[XeTeX] xetex and the unicode bidirectional algorithm.

Zdenek Wagner zdenek.wagner at gmail.com
Tue Dec 10 12:09:40 CET 2013

2013/12/10 Keith J. Schultz <keithjschultz at web.de>:
> Hi Phillip,
> I will repeat I do not know Vietnamese so I can not give you
> the utf-8 sequence for it. All I can say that in utf-8 the singular letters will
> be encoded in multi-bytes whereas the english letters will be just one byte.
It has no relation to English, it is just because these characters
have codepoints less than 128. In Czech some characters will be
encoded as one byte, some as two bytes. The character "s" may appear
in English, German, Czech, Hungarian, Spanish and many other
languages. You have not answered Phillip's question what is the utf-8
sequence to distinguish English "s" from Czech "s", from Vietnamese
"s", from Hungarian "s" etc.

> Now, i also, mentioned that differentiating western language poses a different matter!
> "sang" in English and  "sang" in German an Austrian can not be singularly  deferentiated
> as to which language it belongs to! All latin characters/letters.
> Now, if "sang" is true Vietnamese and not a latinized form stand corrected! Though I have
> a feeling it is latinized! If we are talking of the phonetic reprsentation, then a analysis
> on text and belong singular text level is required.
Yes, it is true Vietnamese word. I do not know Vietnamese, I could
only verify it by google translate but I know that Vietnamese uses
latin alphabet with accents. And of course, some words do not have
accents. It is the same in Czech, we also use accented characters but
many words do not have them. And for instance, strom in Czech has
different meaning that Strom in German.

> It has been mentioned by others that seems to be a lack of multi-lingual utf-8
> editors(input methods) on the other side also, Xe(La)TeX lack of implementation of
> properly handling the unicode standard.
Unicode is not a typographic standard and programs from the TeX world
deal with typography.

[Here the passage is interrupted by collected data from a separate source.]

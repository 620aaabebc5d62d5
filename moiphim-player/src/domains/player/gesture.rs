//! Pointer gesture interpretation for the video surface.
//!
//! Two independent machines run side by side:
//!
//! - press: `Idle -> LongPressArmed -> LongPressActive -> Idle`. A press held
//!   past the long-press delay becomes a speed boost that ends on release.
//! - tap: `Idle -> ArmedSingle -> Idle`. A tap arms a delayed single-tap
//!   action; a second tap inside the double-tap window cancels it and fires
//!   a double tap instead, so one physical double tap never yields a single.
//!
//! The interpreter only decides *what* happened. The controller applies the
//! resulting [`GestureAction`] to the session and controls.

use std::time::Instant;

use super::config::PlayerConfig;
use super::timers::{TimerKind, TimerRegistry};

#[derive(Debug, Clone, Copy, PartialEq, Default)]
pub struct Point {
    pub x: f32,
    pub y: f32,
}

impl Point {
    pub fn new(x: f32, y: f32) -> Self {
        Self { x, y }
    }

    pub fn distance(&self, other: Point) -> f32 {
        (self.x - other.x).hypot(self.y - other.y)
    }
}

#[derive(Debug, Clone, Copy, PartialEq, Eq)]
pub enum TapZone {
    Left,
    Center,
    Right,
}

impl TapZone {
    pub fn classify(x: f32, width: f32, left: f32, right: f32) -> Self {
        if width <= 0.0 {
            return TapZone::Center;
        }
        let fraction = x / width;
        if fraction < left {
            TapZone::Left
        } else if fraction > right {
            TapZone::Right
        } else {
            TapZone::Center
        }
    }
}

#[derive(Debug, Clone, Copy, PartialEq, Eq)]
pub enum SeekSide {
    Rewind,
    Forward,
}

/// Cumulative "-15s" / "+30s" badge shown after double taps.
#[derive(Debug, Clone, Copy, PartialEq)]
pub struct SeekIndicator {
    pub side: SeekSide,
    pub amount: f64,
}

#[derive(Debug, Clone, Copy, PartialEq)]
pub enum PressPhase {
    Idle,
    LongPressArmed { origin: Point },
    LongPressActive,
}

#[derive(Debug, Clone, Copy, PartialEq, Eq)]
pub enum TapPhase {
    Idle,
    ArmedSingle { last_tap: Instant },
}

#[derive(Debug, Clone, Copy, PartialEq, Eq)]
pub enum GestureAction {
    SingleTap,
    DoubleTap(TapZone),
    LongPressStart,
    LongPressEnd,
}

#[derive(Debug, Clone)]
pub struct GestureInterpreter {
    config: PlayerConfig,
    press: PressPhase,
    tap: TapPhase,
    indicator: Option<SeekIndicator>,
}

impl GestureInterpreter {
    pub fn new(config: PlayerConfig) -> Self {
        Self {
            config,
            press: PressPhase::Idle,
            tap: TapPhase::Idle,
            indicator: None,
        }
    }

    pub fn press_phase(&self) -> PressPhase {
        self.press
    }

    pub fn tap_phase(&self) -> TapPhase {
        self.tap
    }

    pub fn is_long_pressing(&self) -> bool {
        self.press == PressPhase::LongPressActive
    }

    pub fn seek_indicator(&self) -> Option<SeekIndicator> {
        self.indicator
    }

    pub fn pointer_down(&mut self, at: Point, now: Instant, timers: &mut TimerRegistry) {
        if self.is_long_pressing() {
            return;
        }
        self.press = PressPhase::LongPressArmed { origin: at };
        timers.arm(TimerKind::LongPress, now + self.config.long_press);
    }

    pub fn pointer_up(
        &mut self,
        at: Point,
        width: f32,
        now: Instant,
        timers: &mut TimerRegistry,
    ) -> Option<GestureAction> {
        timers.cancel(TimerKind::LongPress);

        let origin = match std::mem::replace(&mut self.press, PressPhase::Idle) {
            PressPhase::LongPressActive => return Some(GestureAction::LongPressEnd),
            PressPhase::LongPressArmed { origin } => origin,
            PressPhase::Idle => return None,
        };

        if origin.distance(at) > self.config.tap_slop_px {
            log::trace!("[Player] Pointer moved too far, treating as drag");
            return None;
        }

        let tap = self.tap;
        match tap {
            TapPhase::ArmedSingle { last_tap }
                if now.saturating_duration_since(last_tap) < self.config.double_tap_window =>
            {
                timers.cancel(TimerKind::SingleTap);
                self.tap = TapPhase::Idle;

                let zone = TapZone::classify(
                    at.x,
                    width,
                    self.config.left_zone,
                    self.config.right_zone,
                );
                match zone {
                    TapZone::Left => self.bump_indicator(SeekSide::Rewind, now, timers),
                    TapZone::Right => self.bump_indicator(SeekSide::Forward, now, timers),
                    TapZone::Center => {}
                }
                Some(GestureAction::DoubleTap(zone))
            }
            _ => {
                self.tap = TapPhase::ArmedSingle { last_tap: now };
                timers.arm(TimerKind::SingleTap, now + self.config.single_tap_delay);
                None
            }
        }
    }

    /// Pointer left the surface or the press was interrupted.
    pub fn pointer_cancel(&mut self, timers: &mut TimerRegistry) -> Option<GestureAction> {
        timers.cancel(TimerKind::LongPress);
        match std::mem::replace(&mut self.press, PressPhase::Idle) {
            PressPhase::LongPressActive => Some(GestureAction::LongPressEnd),
            _ => None,
        }
    }

    pub fn on_long_press_timer(&mut self) -> Option<GestureAction> {
        match self.press {
            PressPhase::LongPressArmed { .. } => {
                self.press = PressPhase::LongPressActive;
                Some(GestureAction::LongPressStart)
            }
            _ => None,
        }
    }

    pub fn on_single_tap_timer(&mut self) -> Option<GestureAction> {
        match self.tap {
            TapPhase::ArmedSingle { .. } => {
                self.tap = TapPhase::Idle;
                Some(GestureAction::SingleTap)
            }
            TapPhase::Idle => None,
        }
    }

    pub fn on_indicator_timer(&mut self) {
        self.indicator = None;
    }

    /// Drop all gesture state. Timers are cleared by the caller's registry
    /// teardown. Returns whether a speed boost was active.
    pub fn reset(&mut self) -> bool {
        let was_boosting = self.is_long_pressing();
        self.press = PressPhase::Idle;
        self.tap = TapPhase::Idle;
        self.indicator = None;
        was_boosting
    }

    fn bump_indicator(&mut self, side: SeekSide, now: Instant, timers: &mut TimerRegistry) {
        let carried = match self.indicator {
            Some(indicator) if indicator.side == side => indicator.amount,
            _ => 0.0,
        };
        self.indicator = Some(SeekIndicator {
            side,
            amount: carried + self.config.indicator_step_secs,
        });
        timers.arm(TimerKind::SeekIndicator, now + self.config.indicator_decay);
    }
}
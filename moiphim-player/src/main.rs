mod commands;
mod simulated;

use std::path::{Path, PathBuf};
use std::time::Duration;

use anyhow::Context;
use env_logger::{Builder, Target};
use log::LevelFilter;
use tokio::io::{AsyncBufReadExt, BufReader};

use moiphim_model::prelude::{DetailsPayload, Movie};
use moiphim_player::infra::config::Config;
use moiphim_player::infra::testing::fixtures;
use moiphim_player::runtime::{self, PlayerHandle};
use moiphim_player::{MountOptions, PlayerController, PlayerMessage};

use commands::Command;
use simulated::SimulatedFactory;

/// Length of every simulated episode, in seconds
const SIMULATED_DURATION: f64 = 24.0 * 60.0;

fn init_logger() {
    Builder::new()
        .target(Target::Stderr)
        .filter_level(LevelFilter::Warn)
        .filter_module("moiphim_player", LevelFilter::Debug)
        .init();
}

/// Accepts either API envelope or a bare movie object.
fn load_movie(path: &Path) -> anyhow::Result<Movie> {
    let content = std::fs::read_to_string(path)
        .with_context(|| format!("reading {}", path.display()))?;

    if let Ok(payload) = serde_json::from_str::<DetailsPayload>(&content) {
        return payload.normalize().context("normalizing movie payload");
    }
    serde_json::from_str::<Movie>(&content)
        .with_context(|| format!("parsing {} as a movie", path.display()))
}

fn parse_index(arg: Option<&String>, name: &str) -> anyhow::Result<usize> {
    match arg {
        Some(raw) => raw.parse().with_context(|| format!("invalid {name}")),
        None => Ok(0),
    }
}

async fn print_view(handle: &PlayerHandle) {
    match handle.view().await {
        Some(view) => println!("{view:#?}"),
        None => println!("player stopped"),
    }
}

#[tokio::main]
async fn main() -> anyhow::Result<()> {
    if std::env::var("RUST_LOG").is_err() {
        init_logger();
    } else {
        env_logger::init();
    }

    // moiphim-player [--config FILE] [movie.json] [server] [episode]
    let mut args: Vec<String> = std::env::args().skip(1).collect();
    let config_path = match args.iter().position(|arg| arg == "--config") {
        Some(at) => {
            let path = args
                .get(at + 1)
                .map(PathBuf::from)
                .context("--config needs a file path")?;
            args.drain(at..=at + 1);
            Some(path)
        }
        None => None,
    };
    let mut config = match &config_path {
        Some(path) => Config::from_path(path)
            .with_context(|| format!("loading config {}", path.display()))?,
        None => Config::load(),
    };
    let movie = match args.first() {
        Some(path) => load_movie(Path::new(path))?,
        None => fixtures::series_movie(),
    };
    let options = MountOptions::at(
        parse_index(args.get(1), "server index")?,
        parse_index(args.get(2), "episode index")?,
    );

    let (sender, inbox) = runtime::channel();
    let factory = SimulatedFactory::new(sender.clone(), SIMULATED_DURATION);
    let controller = PlayerController::from_config(movie, options, factory, &config);
    let (handle, mut events) = runtime::spawn_player(controller, sender, inbox);

    tokio::spawn(async move {
        while let Some(event) = events.recv().await {
            println!("event: {event:?}");
        }
    });

    println!("{}", commands::HELP);
    let mut lines = BufReader::new(tokio::io::stdin()).lines();
    while let Some(line) = lines.next_line().await? {
        match commands::parse(&line) {
            Ok(Command::Send(messages)) => {
                for message in messages {
                    handle.send(message);
                }
            }
            Ok(Command::Hold { at, millis }) => {
                handle.send(PlayerMessage::PointerDown(at));
                tokio::time::sleep(Duration::from_millis(millis)).await;
                handle.send(PlayerMessage::PointerUp(at));
            }
            Ok(Command::Wait(millis)) => {
                tokio::time::sleep(Duration::from_millis(millis)).await;
            }
            Ok(Command::View) => print_view(&handle).await,
            Ok(Command::Help) => println!("{}", commands::HELP),
            Ok(Command::Quit) => break,
            Err(err) => eprintln!("{err:#}"),
        }
    }

    let controller = handle.unmount().await?;
    log::info!("[Player] Exited from {:?}", controller.selection());

    let rate = controller.session().playback_rate();
    if config.playback_rate != Some(rate) {
        config.playback_rate = Some(rate);
        let saved = match &config_path {
            Some(path) => config.save_to(path),
            None => config.save(),
        };
        if let Err(err) = saved {
            log::warn!("[Config] Could not remember playback rate: {err}");
        }
    }
    Ok(())
}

If you want to achieve typographically good
output, you have to use language specific rules, ie tha languages must
be properly tagged. Once you tag the language, it will appear right in
the Xe(La)TeX output. If you are interested in Unicode only and not in
typography, why do you wish to use a typographic tool?

I can explain it another way. If you wish to connect two pieces of
wood, you can use either a nail or a screw. If you use a screw, you
must first make a hole and the screw the pieces. However, if you do
not like to make a hole and want to use a hammer only, why do you
bother with a screw and do not use a nail?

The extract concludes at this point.